Eight wok stations and a makeover: Starry Kitchen moves to Chinatown

Nguyen Tran, one half of the couple behind Starry Kitchen, is sitting in Chinatown's Grand Star Jazz Club, looking at the columns painted gold and green in a camouflage pattern. "Those are going to be repainted," he says.

He and his wife, chef Thi Tran, have partnered with Grand Star to take over the kitchen at the 75-year-old restaurant-turned-nightclub, and spruce up the dining room. While the Trans operate Starry Kitchen, the Quon family's Grand Star will still function as a bar and music venue -- a quirky combination that seems like a match made in heaven, or Chinatown.  

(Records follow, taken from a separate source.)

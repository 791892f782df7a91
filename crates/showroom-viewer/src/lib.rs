//! Showroom Viewer - 3D vehicle viewer
//!
//! Loads a vehicle model from the catalog, frames it automatically whatever
//! its scale, and repaints it live from the catalog's color swatches.
//! Runs natively (see the `showroom` binary) or in the browser.

pub mod app;
pub mod config;
mod ui;

pub use app::{run, ViewerOptions};
pub use config::{load_config, ViewerConfig};

use showroom_core::catalog::is_blank_route;

#[cfg(target_arch = "wasm32")]
use wasm_bindgen::prelude::*;

/// WASM entry point
#[cfg(target_arch = "wasm32")]
#[wasm_bindgen(start)]
pub fn main() {
    // Set up panic hook for better error messages
    console_error_panic_hook::set_once();

    // Initialize logging with filtering to reduce noise
    tracing_wasm::set_as_global_default_with_config(
        tracing_wasm::WASMLayerConfigBuilder::new()
            .set_max_level(tracing::Level::WARN)
            .build(),
    );

    let catalog = match config::builtin_catalog() {
        Ok(catalog) => catalog,
        Err(e) => {
            tracing::error!("Built-in catalog is invalid: {}", e);
            return;
        }
    };

    let mut config = ViewerConfig::default();
    // Model paths are site-root relative, whatever page hosts the viewer
    config.assets.root = WEB_ASSET_ROOT.to_string();

    let mut options = ViewerOptions::new(config, catalog);
    options.route = page_route();
    app::run(options);
}

/// Asset root in the browser: absolute, so `/cars/3` pages still fetch `/model/...`
pub const WEB_ASSET_ROOT: &str = "/";

/// Route of the hosting page, e.g. `/cars/3`
#[cfg(target_arch = "wasm32")]
fn page_route() -> Option<String> {
    let window = web_sys::window()?;
    let location = window.location();
    let href = location.href().ok()?;

    let car = web_sys::Url::new(&href)
        .ok()
        .and_then(|url| url.search_params().get("car"));
    route_for_page(&location.pathname().ok()?, car.as_deref())
}

/// Pick the route for a page: `?car=<id>` wins over the path, and a page
/// without any path segment selects nothing.
pub fn route_for_page(pathname: &str, car: Option<&str>) -> Option<String> {
    if let Some(id) = car.map(str::trim).filter(|id| !id.is_empty()) {
        return Some(format!("/cars/{id}"));
    }
    (!is_blank_route(pathname)).then(|| pathname.to_string())
}

#[cfg(test)]
mod tests {
    use super::*;
    use std::path::Path;

    #[test]
    fn test_route_for_page() {
        assert_eq!(route_for_page("/cars/3", None).as_deref(), Some("/cars/3"));
        assert_eq!(route_for_page("/", Some("5")).as_deref(), Some("/cars/5"));
        assert_eq!(route_for_page("/cars/3", Some("5")).as_deref(), Some("/cars/5"));
        assert_eq!(route_for_page("/", None), None);
        assert_eq!(route_for_page("", Some(" ")), None);
    }

    #[test]
    fn test_web_asset_root_is_absolute() {
        // Joined model paths must not resolve against the page URL
        let url = Path::new(WEB_ASSET_ROOT).join("model/XL7.glb");
        assert!(url.has_root());
        assert_eq!(url, Path::new("/model/XL7.glb"));
    }
}
//! Configuration loading

use anyhow::{Context, Result};
use serde::{Deserialize, Serialize};
use std::path::{Path, PathBuf};
use tracing::info;

use showroom_core::{Catalog, CatalogError, ColorSpec};

/// Catalog compiled into the binary, used when none is configured
pub const BUILTIN_CATALOG: &str = include_str!("../assets/catalog.toml");

/// Main configuration structure
#[derive(Debug, Clone, Default, Serialize, Deserialize)]
pub struct ViewerConfig {
    #[serde(default)]
    pub viewer: ViewerSection,
    #[serde(default)]
    pub catalog: CatalogSection,
    #[serde(default)]
    pub assets: AssetsSection,
}

#[derive(Debug, Clone, Serialize, Deserialize)]
pub struct ViewerSection {
    /// Window title
    #[serde(default = "default_title")]
    pub title: String,
    /// Paint color before the user picks one
    #[serde(default = "default_color")]
    pub default_color: ColorSpec,
    #[serde(default = "default_background")]
    pub background: ColorSpec,
    #[serde(default = "default_ground")]
    pub ground: ColorSpec,
    /// Vertical field of view in degrees
    #[serde(default = "default_fov")]
    pub fov_degrees: f32,
    /// Route opened at startup when none is given on the command line
    #[serde(default)]
    pub initial_route: Option<String>,
}

impl Default for ViewerSection {
    fn default() -> Self {
        Self {
            title: default_title(),
            default_color: default_color(),
            background: default_background(),
            ground: default_ground(),
            fov_degrees: default_fov(),
            initial_route: None,
        }
    }
}

fn default_title() -> String {
    "Showroom".to_string()
}

fn default_color() -> ColorSpec {
    ColorSpec::WHITE
}

fn default_background() -> ColorSpec {
    ColorSpec::from_rgb8(0x1a, 0x1a, 0x1a)
}

fn default_ground() -> ColorSpec {
    ColorSpec::from_rgb8(0x2d, 0x2d, 0x2d)
}

fn default_fov() -> f32 {
    50.0
}

#[derive(Debug, Clone, Default, Serialize, Deserialize)]
pub struct CatalogSection {
    /// Catalog file (TOML, or the site's `data.json`); the built-in catalog when unset
    #[serde(default)]
    pub path: Option<PathBuf>,
}

#[derive(Debug, Clone, Serialize, Deserialize)]
pub struct AssetsSection {
    /// Directory model paths are resolved against
    #[serde(default = "default_assets_root")]
    pub root: String,
}

impl Default for AssetsSection {
    fn default() -> Self {
        Self {
            root: default_assets_root(),
        }
    }
}

fn default_assets_root() -> String {
    "assets".to_string()
}

impl ViewerConfig {
    /// Load the configured catalog, or the built-in one
    pub fn load_catalog(&self) -> Result<Catalog> {
        match &self.catalog.path {
            Some(path) => Catalog::from_file(path)
                .with_context(|| format!("Failed to load catalog {}", path.display())),
            None => {
                let catalog = builtin_catalog()?;
                info!(vehicles = catalog.len(), "Using built-in catalog");
                Ok(catalog)
            }
        }
    }
}

pub fn builtin_catalog() -> Result<Catalog, CatalogError> {
    Catalog::from_toml(BUILTIN_CATALOG)
}

/// Load configuration from file
pub fn load_config(path: &Path) -> Result<ViewerConfig> {
    if path.exists() {
        let content = std::fs::read_to_string(path)?;
        let config: ViewerConfig = toml::from_str(&content)
            .with_context(|| format!("Invalid configuration in {}", path.display()))?;
        info!(path = %path.display(), "Loaded configuration");
        Ok(config)
    } else {
        info!(
            path = %path.display(),
            "Configuration file not found, using defaults"
        );
        Ok(ViewerConfig::default())
    }
}

#[cfg(test)]
mod tests {
    use super::*;
    use showroom_core::CatalogRepository;
    use std::io::Write;

    #[test]
    fn test_missing_file_uses_defaults() {
        let dir = tempfile::tempdir().unwrap();
        let config = load_config(&dir.path().join("showroom.toml")).unwrap();

        assert_eq!(config.viewer.title, "Showroom");
        assert_eq!(config.viewer.default_color, ColorSpec::WHITE);
        assert_eq!(config.viewer.background.hex(), "#1a1a1a");
        assert_eq!(config.assets.root, "assets");
        assert!(config.catalog.path.is_none());
    }

    #[test]
    fn test_partial_file_keeps_defaults() {
        let mut file = tempfile::NamedTempFile::new().unwrap();
        writeln!(
            file,
            r##"
[viewer]
default_color = "#C53030"
initial_route = "/cars/2"

[assets]
root = "public"
"##
        )
        .unwrap();

        let config = load_config(file.path()).unwrap();
        assert_eq!(config.viewer.default_color.hex(), "#c53030");
        assert_eq!(config.viewer.initial_route.as_deref(), Some("/cars/2"));
        assert_eq!(config.viewer.title, "Showroom");
        assert_eq!(config.viewer.fov_degrees, 50.0);
        assert_eq!(config.assets.root, "public");
    }

    #[test]
    fn test_invalid_color_is_rejected() {
        let mut file = tempfile::NamedTempFile::new().unwrap();
        writeln!(file, "[viewer]\nbackground = \"charcoal\"").unwrap();
        assert!(load_config(file.path()).is_err());
    }

    #[test]
    fn test_builtin_catalog_is_valid() {
        let catalog = builtin_catalog().unwrap();
        assert!(!catalog.is_empty());

        for vehicle in &catalog.vehicle {
            assert!(catalog.find(vehicle.id).is_some());
            assert!(!vehicle.colors.is_empty(), "vehicle {} has no colors", vehicle.id);
        }
    }

    #[test]
    fn test_configured_catalog_path() {
        let dir = tempfile::tempdir().unwrap();
        let path = dir.path().join("data.json");
        std::fs::write(
            &path,
            r##"{"cars": [{"id": 7, "name": "Jimny", "brand": "Suzuki", "modelPath": "/model/jimny.glb", "colors": ["#ffffff"]}]}"##,
        )
        .unwrap();

        let config = ViewerConfig {
            catalog: CatalogSection { path: Some(path) },
            ..Default::default()
        };
        let catalog = config.load_catalog().unwrap();
        assert_eq!(catalog.find(7).map(|v| v.model_path.as_str()), Some("/model/jimny.glb"));

        let missing = ViewerConfig {
            catalog: CatalogSection {
                path: Some(dir.path().join("nope.toml")),
            },
            ..Default::default()
        };
        assert!(missing.load_catalog().is_err());
    }
}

The nightclub may serve its cocktails in red plastic Solo cups, but the food will be Thi Tran's crowd-pleasers: chili crab gumbo with buttermilk beignets, crispy tofu balls, and pandan churros with coco kaya cream. Nguyen Tran says starting in a few weeks they expect to operate dinner service until about 10 p.m., with late-night bar bites available -- "served on paper plates" to go with the Solo cups. He may or may not be joking.

The kitchen has been out of use for a decade, so the next weeks will be devoted to getting it operational. "It's a total Cantonese kitchen," says Nguyen, referring to the eight wok stations. "Thi's half Cantonese, so she's really excited."

"We've been a pop-up for the last year. It was always meant to be an interim step" before relocating to a permanent restaurant, says Nguyen. Until last month Starry Kitchen, which moved out of its California Plaza location last year, was a dinner series -- Starry Kitchen Nights -- at Fred Eric's Tiara Cafe.

"We'll transition the entire dinner menu and retweak the items" at Grand Star, says Nguyen. "We're getting a lot of requests for lunch, so maybe we'll figure out doing lunch here, maybe do deliveries downtown."

Meanwhile, the Trans also are working with designers Patry Kline to freshen the decor. "Ricky Kline is helping us figure out how to redesign in stages," during which time Grand Star will remain open, Nguyen says. "How do we marry with a nightclub atmosphere and not alienate customers. It's kind of hard as a dining place – we're trying to open it up and make it lively.

"Eventually there will be a mural, repaint the columns, paint it brighter, hang festoon lights across the entire ceiling in a different pattern. Not Chinese lanterns, but festoon lights. It'll be like you’re either in Asia or Mexico somewhere."

943 Sun Mun Way, Los Angeles, www.starrykitchen.com.